Célia canta as canções que o Rei escolheu
Novo trabalho da cantora resgata repertório gravado por Roberto Carlos na década de 70

Depois de comemorar seus 40 anos de carreira com um belíssimo álbum que não teve seu merecido reconhecimento, Célia volta ao disco com um novo projeto. Em Outros românticos, mais uma bela produção de Thiago Marques Luiz lançada pela Jóia Moderna do DJ Zé Pedro, a cantora retoma músicas gravadas por Roberto Carlos na década de 70.

A homenagem é nítida desde a capa, com ambientação decorada com discos de Roberto Carlos, dispostos como ícones pop na parede da cantora. Mas em momento nenhum Célia passa pelas parcerias da dupla Roberto e Erasmo Carlos (sempre envolvidas em longas negociações e autorizações que não chegam).
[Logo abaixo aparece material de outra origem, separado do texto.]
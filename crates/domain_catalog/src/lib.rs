//! Catalog Domain - Product master data
//!
//! Products are simple `{id, name, price}` records. Invoice line items
//! snapshot name and price at creation time, so later catalog edits never
//! retroactively alter historical invoices - the catalog carries no other
//! business rules.

pub mod product;
pub mod ports;
pub mod error;

pub use product::Product;
pub use ports::ProductStore;
pub use error::CatalogError;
A seleção busca compositores como Ivor Lancelotti, Demétrius, Getúlio Cortes, Benito di Paula e Isolda entre outros românticos.

Navegando entre grandes sucessos e músicas que ficaram esquecidas na vitrola, Célia faz um painel romântico se guiando pelo dedo do Rei, mas com sua própria maestria de grande intérprete. A escola de voz de Célia não segue a cartilha cool que domina grande parte das cantoras atuais. Sua interpretação é profunda e tem paixão, não evita tristeza e sofrimento. O coração pulsa e isso hoje pode causar espanto. Mas também tem a força para revelar belezas desse cancioneiro declaradamente romântico.

Essas canções, tatuadas na memória afetiva do imenso público de Roberto, são confortáveis e naturais para ela. Isso fica claro quando retoma Atitudes acompanhada por belo naipe de metais. E também quando canta com propriedade músicas tão ligadas a Roberto como Abandono (composição de Ivor Lancelotti que abre o disco) ou Nosso amor (Mauro Motta e Eduardo Ribeiro). Com drama e tintas de tango brilha em Jogo de damas (de Isolda e Milton Carlos), que canta em duo com o acordeon de Ricardo Prado. Ou ainda na delicada clássica Sonho lindo, de Maurício Duboc e Carlos Colla, em que é acompanhada apenas pelo violão de Rovilson Pascoal e pelo piano de Alex Vianna - músicos que se dividem entre os arranjos do álbum. O disco ainda ganhou faixa bônus virtual. A cantora disponibilizou em seu site www.celiacantora.com.br para audição e download Amigos, amigos, novamente de Isolda e Milton Carlos.

Célia estreou em disco cantando uma canção pouco conhecida de Roberto e Erasmo, em 1971 com o compacto que trazia Nasci numa manhã de carnaval. Em seu segundo LP, um ano mais tarde, voltou aos compositores com A hora é essa. Quatro décadas depois Célia se mantém fiel ao repertório real. Só que ao invés de mergulhar no imenso baú de suas composições, seguiu as escolhas do Rei. Canções que ele não escreveu, mas marcou com sua digital e agora ganham vez com a voz de Célia.